The material below contains a line with "self.records.lock().unwrap().insert(job_id, record);" and a line with "self.dispatch". Copy exactly those two lines and all lines between them.

-- Opening Marker --

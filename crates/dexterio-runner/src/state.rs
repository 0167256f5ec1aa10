//! `JobRunner`: the in-process job control surface (§4.9/§6). Owns the
//! `<results_root>/jobs/<job_id>/` filesystem region and a small bounded
//! pool of worker threads, one submitted job running per thread.
//!
//! Grounded on `mqk-daemon/state.rs`'s `AppState` — a single cloneable
//! handle holding shared mutable state behind a lock — generalized from one
//! daemon-wide status snapshot to a map of per-job records, and with the
//! Axum/tokio transport stripped out: this crate exposes the same
//! submit/status/log/download/list/reset_stale surface as a plain library
//! call, matching §5's "the pipeline itself does not suspend".

use std::collections::BTreeMap;
use std::fs;
use std::io;
use std::panic::AssertUnwindSafe;
use std::path::{Path, PathBuf};
use std::sync::atomic::{AtomicBool, Ordering};
use std::sync::mpsc::{self, Receiver, Sender};
use std::sync::{Arc, Mutex};
use std::time::Duration;

use anyhow::{bail, Context, Result};
use uuid::Uuid;

use dexterio_config::{PlaybookCatalog, RunConfig};

use crate::job::{JobError, JobListEntry, JobRecord, JobStatus};
use crate::worker::{persist_job_json, run_job, WorkItem};

const DEFAULT_TIMEOUT: Duration = Duration::from_secs(30 * 60);
const DEFAULT_POOL_SIZE: usize = 2;
const ARTIFACT_NAMES: [&str; 4] = ["summary.json", "trades.parquet", "equity.parquet", "debug_counts.json"];

/// Per-job control state kept alongside (not inside) the persisted record:
/// the cancellation flag a worker polls, and whether that worker has
/// returned. Neither is meaningful once the process restarts, which is
/// exactly why `reset_stale` treats "no entry here" the same as "entry says
/// completed but the record still says running".
struct JobHandle {
    cancel: Arc<AtomicBool>,
    completed: Arc<AtomicBool>,
}

/// Cloneable handle shared by every caller; the pool and the record map are
/// the only state, both behind locks, so `JobRunner` stays cheaply `Clone`
/// without callers needing their own `Arc<JobRunner>` wrapper.
#[derive(Clone)]
pub struct JobRunner {
    results_root: PathBuf,
    default_timeout: Duration,
    records: Arc<Mutex<BTreeMap<Uuid, JobRecord>>>,
    handles: Arc<Mutex<BTreeMap<Uuid, JobHandle>>>,
    dispatch: Sender<WorkItem>,
}

fn worker_loop(
    receiver: Arc<Mutex<Receiver<WorkItem>>>,
    jobs_root: PathBuf,
    records: Arc<Mutex<BTreeMap<Uuid, JobRecord>>>,
    handles: Arc<Mutex<BTreeMap<Uuid, JobHandle>>>,
) {
    loop {
        let item = {
            let rx = receiver.lock().unwrap();
            match rx.recv() {
                Ok(item) => item,
                Err(_) => return,
            }
        };

        let job_id = item.job_id;
        let job_dir = jobs_root.join(job_id.to_string());
        let cancel_flag = handles.lock().unwrap().get(&job_id).map(|h| h.cancel.clone()).unwrap_or_default();

        // A panicking component is a `StateError`-class bug, not a reason to
        // take the whole pool thread down with it (§7: contained where
        // possible). `run_job` itself never panics on ordinary run failure —
        // this only fires on a genuine invariant violation.
        let records_for_job = records.clone();
        let outcome = std::panic::catch_unwind(AssertUnwindSafe(|| {
            run_job(item, job_dir.clone(), records_for_job, cancel_flag);
        }));

        if outcome.is_err() {
            if let Some(record) = records.lock().unwrap().get_mut(&job_id) {
                record.status = JobStatus::Failed;
                record.error = Some(JobError::worker_lost());
                persist_job_json(&job_dir, record);
            }
        }

        if let Some(handle) = handles.lock().unwrap().get(&job_id) {
            handle.completed.store(true, Ordering::SeqCst);
        }
    }
}

impl JobRunner {
    /// Opens (or creates) a results root and starts `pool_size` worker
    /// threads, rehydrating any job records left on disk from a previous
    /// process and immediately resetting stale `running` ones (§4.9).
    pub fn open(results_root: impl Into<PathBuf>, pool_size: usize) -> Result<JobRunner> {
        let results_root = results_root.into();
        let jobs_root = results_root.join("jobs");
        fs::create_dir_all(&jobs_root).with_context(|| format!("creating {}", jobs_root.display()))?;

        let records = Arc::new(Mutex::new(rehydrate(&jobs_root)?));
        let handles = Arc::new(Mutex::new(BTreeMap::new()));

        let (tx, rx) = mpsc::channel::<WorkItem>();
        let rx = Arc::new(Mutex::new(rx));

        for _ in 0..pool_size.max(1) {
            let rx = rx.clone();
            let jobs_root = jobs_root.clone();
            let records = records.clone();
            let handles = handles.clone();
            std::thread::spawn(move || worker_loop(rx, jobs_root, records, handles));
        }

        let runner = JobRunner { results_root, default_timeout: DEFAULT_TIMEOUT, records, handles, dispatch: tx };
        runner.reset_stale();
        Ok(runner)
    }

    /// Convenience constructor matching §4.9's stated default pool size.
    pub fn open_with_defaults(results_root: impl Into<PathBuf>) -> Result<JobRunner> {
        JobRunner::open(results_root, DEFAULT_POOL_SIZE)
    }

    pub fn with_timeout(mut self, timeout: Duration) -> JobRunner {
        self.default_timeout = timeout;
        self
    }

    fn jobs_root(&self) -> PathBuf {
        self.results_root.join("jobs")
    }

    fn job_dir(&self, job_id: Uuid) -> PathBuf {
        self.jobs_root().join(job_id.to_string())
    }

    /// `POST run(config) -> {job_id}` (§6). Validates the config up front
    /// (`ConfigError` aborts before any directory or thread work, §7) and
    /// queues the job for dispatch.
    pub fn submit(&self, config: RunConfig, catalog: PlaybookCatalog) -> Result<Uuid> {
        config.validate().context("config_invalid")?;

        let job_id = Uuid::new_v4();
        let job_dir = self.job_dir(job_id);
        fs::create_dir_all(&job_dir).with_context(|| format!("creating {}", job_dir.display()))?;

        let record = JobRecord::queued(job_id, &config);
        persist_job_json(&job_dir, &record);
        self.records.lock().unwrap().insert(job_id, record);

        let handle = JobHandle { cancel: Arc::new(AtomicBool::new(false)), completed: Arc::new(AtomicBool::new(false)) };
        self.handles.lock().unwrap().insert(job_id, handle);

        self.dispatch
            .send(WorkItem { job_id, config, catalog, timeout: self.default_timeout })
            .context("dispatch queue closed")?;

        Ok(job_id)
    }

    /// `GET status(job_id) -> {...}` (§6).
    pub fn status(&self, job_id: Uuid) -> Option<JobRecord> {
        self.records.lock().unwrap().get(&job_id).cloned()
    }

    /// `GET log(job_id) -> text` (§6).
    pub fn log(&self, job_id: Uuid) -> Result<String> {
        let path = self.job_dir(job_id).join("job.log");
        match fs::read_to_string(&path) {
            Ok(text) => Ok(text),
            Err(e) if e.kind() == io::ErrorKind::NotFound => Ok(String::new()),
            Err(e) => Err(e).with_context(|| format!("reading {}", path.display())),
        }
    }

    /// `GET download(job_id, artifact_name) -> bytes` (§6). `artifact_name`
    /// must be one of the fixed names this crate ever writes — the job
    /// directory is not a general file-serving root.
    pub fn download(&self, job_id: Uuid, artifact_name: &str) -> Result<Vec<u8>> {
        if !ARTIFACT_NAMES.contains(&artifact_name) {
            bail!("unknown artifact name: {artifact_name}");
        }
        let path = self.job_dir(job_id).join(artifact_name);
        fs::read(&path).with_context(|| format!("reading {}", path.display()))
    }

    /// `GET list(limit) -> [...]` (§6), newest first.
    pub fn list(&self, limit: usize) -> Vec<JobListEntry> {
        let records = self.records.lock().unwrap();
        let mut entries: Vec<JobListEntry> = records.values().map(JobListEntry::from).collect();
        entries.sort_by(|a, b| b.created_at.cmp(&a.created_at));
        entries.truncate(limit);
        entries
    }

    /// Requests cancellation of a running (or still-queued) job. Cancellation
    /// cannot preempt the atomic "process one bar" unit (§5); the worker
    /// observes the flag between bars and stops there.
    pub fn cancel(&self, job_id: Uuid) {
        if let Some(handle) = self.handles.lock().unwrap().get(&job_id) {
            handle.cancel.store(true, Ordering::SeqCst);
        }
    }

    /// `POST reset_stale -> {reset_count}` (§4.9). A job is stale if its
    /// record says `running` but either no worker in this process is
    /// tracking it (a fresh process inheriting a previous one's job
    /// directory) or the worker that was tracking it has already returned
    /// without moving the record to a terminal state.
    pub fn reset_stale(&self) -> usize {
        let stale: Vec<Uuid> = {
            let records = self.records.lock().unwrap();
            let handles = self.handles.lock().unwrap();
            records
                .values()
                .filter(|r| r.status == JobStatus::Running)
                .filter(|r| match handles.get(&r.job_id) {
                    Some(h) => h.completed.load(Ordering::SeqCst),
                    None => true,
                })
                .map(|r| r.job_id)
                .collect()
        };

        for job_id in &stale {
            let job_dir = self.job_dir(*job_id);
            let mut records = self.records.lock().unwrap();
            if let Some(record) = records.get_mut(job_id) {
                record.status = JobStatus::Failed;
                record.error = Some(JobError::worker_lost());
                persist_job_json(&job_dir, record);
            }
        }

        stale.len()
    }
}

fn rehydrate(jobs_root: &Path) -> Result<BTreeMap<Uuid, JobRecord>> {
    let mut records = BTreeMap::new();
    let entries = match fs::read_dir(jobs_root) {
        Ok(entries) => entries,
        Err(e) if e.kind() == io::ErrorKind::NotFound => return Ok(records),
        Err(e) => return Err(e).with_context(|| format!("listing {}", jobs_root.display())),
    };

    for entry in entries {
        let entry = entry?;
        let job_json = entry.path().join("job.json");
        if !job_json.is_file() {
            continue;
        }
        let contents = fs::read_to_string(&job_json).with_context(|| format!("reading {}", job_json.display()))?;
        let record: JobRecord = match serde_json::from_str(&contents) {
            Ok(record) => record,
            Err(_) => continue,
        };
        records.insert(record.job_id, record);
    }

    Ok(records)
}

-- Closing Marker --

[Solution]
        self.records.lock().unwrap().insert(job_id, record);

        let handle = JobHandle { cancel: Arc::new(AtomicBool::new(false)), completed: Arc::new(AtomicBool::new(false)) };
        self.handles.lock().unwrap().insert(job_id, handle);

        self.dispatch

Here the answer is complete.